TASK STATEMENT: The required lines are those that contain "trait"; pull them out of the data and copy them.

SUPPLIED MATERIAL:

//! External services the extraction pipeline depends on.
//!
//! The pipeline never reaches for shared global clients: every collaborator
//! is passed in explicitly, so tests can substitute the fakes from
//! [`crate::testing`].

use std::{collections::HashMap, future::Future};

use alloy::{eips::BlockNumberOrTag, primitives::TxHash, providers::Provider};
use dashmap::DashMap;
use tracing::{debug, info};

use crate::{
    error::ServiceError,
    num::Amount,
    sale::SaleEntity,
    types::{BlockInfo, PriceQuote, Receipt, SymbolMetadata},
};

/// Transaction receipts and block metadata.
pub trait ChainAccessor: Send + Sync {
    /// `Ok(None)` when the receipt does not exist (yet), as opposed to a
    /// transport failure.
    fn transaction_receipt(
        &self,
        tx_hash: TxHash,
    ) -> impl Future<Output = Result<Option<Receipt>, ServiceError>> + Send;

    fn block(
        &self,
        number: u64,
    ) -> impl Future<Output = Result<Option<BlockInfo>, ServiceError>> + Send;
}

/// Token symbol metadata.
pub trait MetadataResolver: Send + Sync {
    /// `Ok(None)` for unlisted tokens.
    fn symbol(
        &self,
        symbol: &str,
        protocol: &str,
    ) -> impl Future<Output = Result<Option<SymbolMetadata>, ServiceError>> + Send;
}

/// Historical token prices.
pub trait PriceResolver: Send + Sync {
    /// Price of one `symbol` unit at `timestamp` (Unix seconds).
    fn price_at(
        &self,
        symbol: &str,
        protocol: &str,
        timestamp: u64,
    ) -> impl Future<Output = Result<PriceQuote, ServiceError>> + Send;
}

/// Destination of finished sales.
pub trait Sink: Send + Sync {
    fn add(&self, sale: SaleEntity) -> impl Future<Output = Result<SaleEntity, ServiceError>> + Send;
}

/// [`ChainAccessor`] backed by an RPC [`Provider`].
///
/// Retries are the provider's concern, e.g. with
/// [`alloy::transports::layers::RetryBackoffLayer`].
#[derive(Clone, Debug)]
pub struct RpcChainAccessor<P> {
    provider: P,
}

impl<P: Provider> RpcChainAccessor<P> {
    pub fn new(provider: P) -> Self {
        Self { provider }
    }

    pub fn provider(&self) -> &P {
        &self.provider
    }
}

impl<P: Provider> ChainAccessor for RpcChainAccessor<P> {
    async fn transaction_receipt(&self, tx_hash: TxHash) -> Result<Option<Receipt>, ServiceError> {
        let receipt = self.provider.get_transaction_receipt(tx_hash).await?;
        Ok(receipt.as_ref().map(Receipt::from))
    }

    async fn block(&self, number: u64) -> Result<Option<BlockInfo>, ServiceError> {
        let block = self
            .provider
            .get_block_by_number(BlockNumberOrTag::Number(number))
            .await?;
        Ok(block.map(|b| BlockInfo::new(number, b.header.timestamp)))
    }
}

/// Caches resolved metadata, including misses, until [`Self::clear`].
#[derive(Debug)]
pub struct MemoizedMetadata<M> {
    inner: M,
    cache: DashMap<(String, String), Option<SymbolMetadata>>,
}

impl<M: MetadataResolver> MemoizedMetadata<M> {
    pub fn new(inner: M) -> Self {
        Self {
            inner,
            cache: DashMap::new(),
        }
    }

    pub fn inner(&self) -> &M {
        &self.inner
    }

    pub fn clear(&self) {
        self.cache.clear();
    }
}

impl<M: MetadataResolver> MetadataResolver for MemoizedMetadata<M> {
    async fn symbol(
        &self,
        symbol: &str,
        protocol: &str,
    ) -> Result<Option<SymbolMetadata>, ServiceError> {
        let key = (symbol.to_string(), protocol.to_string());
        let cached = self.cache.get(&key).map(|entry| *entry);
        if let Some(metadata) = cached {
            return Ok(metadata);
        }
        let metadata = self.inner.symbol(symbol, protocol).await?;
        debug!(symbol, protocol, ?metadata, "resolved symbol metadata");
        self.cache.insert(key, metadata);
        Ok(metadata)
    }
}

/// Fixed metadata table keyed by `(symbol, protocol)`.
#[derive(Clone, Debug, Default)]
pub struct StaticMetadata {
    entries: HashMap<(String, String), SymbolMetadata>,
}

impl StaticMetadata {
    pub fn new() -> Self {
        Self::default()
    }

    pub fn with(mut self, symbol: &str, protocol: &str, decimals: u8) -> Self {
        self.entries.insert(
            (symbol.to_string(), protocol.to_string()),
            SymbolMetadata::new(decimals),
        );
        self
    }
}

impl MetadataResolver for StaticMetadata {
    async fn symbol(
        &self,
        symbol: &str,
        protocol: &str,
    ) -> Result<Option<SymbolMetadata>, ServiceError> {
        Ok(self
            .entries
            .get(&(symbol.to_string(), protocol.to_string()))
            .copied())
    }
}

/// Same quote regardless of symbol and time.
#[derive(Clone, Copy, derive_more::Debug)]
pub struct FixedPrice {
    #[debug("{price}")]
    price: Amount,
}

impl FixedPrice {
    pub fn new(price: Amount) -> Self {
        Self { price }
    }
}

impl PriceResolver for FixedPrice {
    async fn price_at(
        &self,
        _symbol: &str,
        _protocol: &str,
        _timestamp: u64,
    ) -> Result<PriceQuote, ServiceError> {
        Ok(PriceQuote::new(self.price))
    }
}

/// Sink that only logs accepted sales.
#[derive(Clone, Copy, Debug, Default)]
pub struct LogSink;

impl Sink for LogSink {
    async fn add(&self, sale: SaleEntity) -> Result<SaleEntity, ServiceError> {
        info!(
            provider = %sale.provider_name,
            tx_hash = %sale.transaction_hash,
            nft_contract = %format!("{:#x}", sale.nft_contract),
            nft_id = %sale.nft_id,
            price = %sale.price,
            symbol = %sale.token_symbol,
            "sale"
        );
        Ok(sale)
    }
}

#[cfg(test)]
mod tests {
    use fastnum::udec256;

    use super::*;
    use crate::testing::TestMetadata;

    #[tokio::test]
    async fn test_memoized_metadata_resolves_once() {
        let inner = TestMetadata::new().with("eth", "ethereum", 18);
        let memo = MemoizedMetadata::new(inner);

        for _ in 0..3 {
            assert_eq!(
                memo.symbol("eth", "ethereum").await,
                Ok(Some(SymbolMetadata::new(18)))
            );
        }
        assert_eq!(memo.inner.calls(), 1);

        memo.clear();
        memo.symbol("eth", "ethereum").await.unwrap();
        assert_eq!(memo.inner.calls(), 2);
    }

    #[tokio::test]
    async fn test_memoized_metadata_caches_misses() {
        let memo = MemoizedMetadata::new(TestMetadata::new());
        assert_eq!(memo.symbol("doge", "ethereum").await, Ok(None));
        assert_eq!(memo.symbol("doge", "ethereum").await, Ok(None));
        assert_eq!(memo.inner.calls(), 1);
    }

    #[tokio::test]
    async fn test_static_metadata_is_keyed_by_protocol() {
        let table = StaticMetadata::new().with("eth", "ethereum", 18);
        assert_eq!(
            table.symbol("eth", "ethereum").await,
            Ok(Some(SymbolMetadata::new(18)))
        );
        assert_eq!(table.symbol("eth", "celo").await, Ok(None));
    }

    #[tokio::test]
    async fn test_fixed_price() {
        let prices = FixedPrice::new(udec256!(2000));
        let quote = prices.price_at("eth", "ethereum", 1654000000).await.unwrap();
        assert_eq!(quote.price, udec256!(2000));
    }
}
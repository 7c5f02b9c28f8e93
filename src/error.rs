use std::fmt::Display;

use alloy::{primitives::TxHash, transports};

use crate::correlate::CorrelationError;

/// Failure reported by an external collaborator: chain accessor,
/// metadata or price resolver, or sink.
#[derive(Clone, Debug, PartialEq, Eq, thiserror::Error)]
pub enum ServiceError {
    #[error("transport error: {0}")]
    Transport(String),

    #[error("unexpected empty response")]
    NullResp,

    #[error("invalid response: {0}")]
    InvalidResponse(String),

    #[error("service unavailable: {0}")]
    Unavailable(String),
}

impl<E: Display> From<transports::RpcError<E>> for ServiceError {
    fn from(value: transports::RpcError<E>) -> Self {
        match value {
            transports::RpcError::NullResp => Self::NullResp,
            transports::RpcError::DeserError { .. } => Self::InvalidResponse(value.to_string()),
            _ => Self::Transport(value.to_string()),
        }
    }
}

/// Reason a single trade event could not be turned into a sale.
#[derive(Debug, thiserror::Error)]
pub enum EventErrorKind {
    #[error("transaction receipt unavailable")]
    ReceiptUnavailable,

    #[error("block unavailable")]
    BlockUnavailable,

    #[error("malformed log ordering: {0}")]
    MalformedLogOrdering(#[from] CorrelationError),

    #[error("block timestamp out of range: {0}")]
    InvalidTimestamp(u64),

    #[error("chain lookup failed: {0}")]
    Chain(#[source] ServiceError),

    #[error("metadata lookup failed: {0}")]
    Metadata(#[source] ServiceError),

    #[error("price lookup failed: {0}")]
    Price(#[source] ServiceError),

    #[error("sink rejected sale: {0}")]
    Sink(#[source] ServiceError),
}

/// Per-event extraction failure with the context needed to log and
/// correlate it upstream.
#[derive(Debug, thiserror::Error)]
#[error("provider {provider}, tx {tx_hash}, block {block_number}: {kind}")]
pub struct SaleError {
    pub provider: String,
    pub tx_hash: TxHash,
    pub block_number: u64,
    #[source]
    pub kind: EventErrorKind,
}

impl SaleError {
    pub(crate) fn new(
        provider: &str,
        tx_hash: TxHash,
        block_number: u64,
        kind: impl Into<EventErrorKind>,
    ) -> Self {
        Self {
            provider: provider.to_string(),
            tx_hash,
            block_number,
            kind: kind.into(),
        }
    }

    /// Transport and availability failures may succeed when retried by the
    /// caller, data-integrity failures will not.
    pub fn is_retryable(&self) -> bool {
        matches!(
            self.kind,
            EventErrorKind::ReceiptUnavailable
                | EventErrorKind::BlockUnavailable
                | EventErrorKind::Chain(_)
                | EventErrorKind::Metadata(_)
                | EventErrorKind::Price(_)
                | EventErrorKind::Sink(_)
        )
    }
}

/// Failure that aborts a whole provider run.
#[derive(Debug, thiserror::Error)]
pub enum RunError {
    #[error("provider {provider}: metadata lookup for {symbol} failed: {source}")]
    Metadata {
        provider: String,
        symbol: String,
        source: ServiceError,
    },
}

/// Chain log could not be decoded into a trade event.
#[derive(Debug, thiserror::Error)]
pub enum DecodeError {
    #[error("log emitted by {0}, expected provider contract")]
    UnexpectedEmitter(alloy::primitives::Address),

    #[error("log is missing {0}")]
    MissingField(&'static str),

    #[error("event decoding failed: {0}")]
    Abi(#[from] alloy_sol_types::Error),
}

#[cfg(test)]
mod tests {
    use alloy::primitives::b256;

    use super::*;

    #[test]
    fn test_sale_error_carries_context() {
        let err = SaleError::new(
            "golom",
            b256!("0x00000000000000000000000000000000000000000000000000000000000000aa"),
            14880600,
            EventErrorKind::ReceiptUnavailable,
        );
        let msg = err.to_string();
        assert!(msg.contains("golom"));
        assert!(msg.contains("14880600"));
        assert!(msg.contains("0x00000000000000000000000000000000000000000000000000000000000000aa"));
        assert!(err.is_retryable());
    }

    #[test]
    fn test_malformed_ordering_is_not_retryable() {
        let err = SaleError::new(
            "golom",
            TxHash::ZERO,
            1,
            CorrelationError::MarkerWithoutPredecessor,
        );
        assert!(!err.is_retryable());
    }

    #[test]
    fn test_null_rpc_response_maps_to_null_resp() {
        let err: ServiceError = transports::TransportError::NullResp.into();
        assert_eq!(err, ServiceError::NullResp);
    }
}
//! Sale extraction from marketplace order fills.
//!
//! For every `OrderFilled` event the traded NFT is recovered from the
//! transaction receipt, the raw price is scaled to a decimal native amount
//! and, when the token metadata is known, converted to fiat with the price
//! quote at the block time.
//!
//! # Architecture
//!
//! - [`normalize`] - single event transformation, collaborators passed in
//! - [`SaleExtractor`] - provider run: metadata resolved once, events
//!   processed concurrently, finished sales handed to a [`crate::service::Sink`]
//!
//! # Example
//!
//! ```ignore
//! use nft_sales::{provider::ProviderConfig, sale::SaleExtractor, service::*};
//!
//! let extractor = SaleExtractor::new(
//!     ProviderConfig::golom(),
//!     RpcChainAccessor::new(provider),
//!     metadata_service,
//!     price_service,
//! );
//! let report = extractor.run(events, &LogSink).await?;
//! println!("{} sales, {} skipped, {} failed",
//!     report.sales.len(), report.skipped.len(), report.failed.len());
//! ```

mod extractor;
mod normalize;
mod types;

pub use extractor::{RunReport, SaleExtractor};
pub use normalize::normalize;
pub use types::{SOLD_AT_FORMAT, SaleEntity};
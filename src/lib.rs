//! NFT marketplace sales extraction.
//!
//! # Overview
//!
//! Turns marketplace order fill events into normalized sale records.
//!
//! Order fills carry price and counterparties but not the traded NFT.
//! [`correlate`] recovers it from the transaction receipt, then
//! [`sale::normalize`] scales the price by token decimals, prices it in fiat
//! at the block time and assembles a [`sale::SaleEntity`].
//!
//! Use [`types::RawTradeEvent`] to decode logs of a provider contract,
//! [`provider::ProviderConfig`] to describe the provider, and
//! [`sale::SaleExtractor`] to run a batch of events into a
//! [`service::Sink`].
//!
//! See `./tests` for examples.
//!
//! # Limitations/follow-ups
//!
//! * Block scanning and scheduling are left to the caller,
//!   [`provider::ProviderConfig::scan_ranges`] only plans the ranges.
//!
//! * Failed events are reported, not retried.
//!
//! # Testing
//!
//! [`testing`] module provides in-memory chain, metadata, price and sink
//! implementations along with receipt log builders.

pub mod correlate;
pub mod error;
pub mod num;
pub mod provider;
pub mod sale;
pub mod service;
pub mod testing;
pub mod types;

FINISHED EXERCISE:
pub trait ChainAccessor: Send + Sync {
pub trait MetadataResolver: Send + Sync {
pub trait PriceResolver: Send + Sync {
pub trait Sink: Send + Sync {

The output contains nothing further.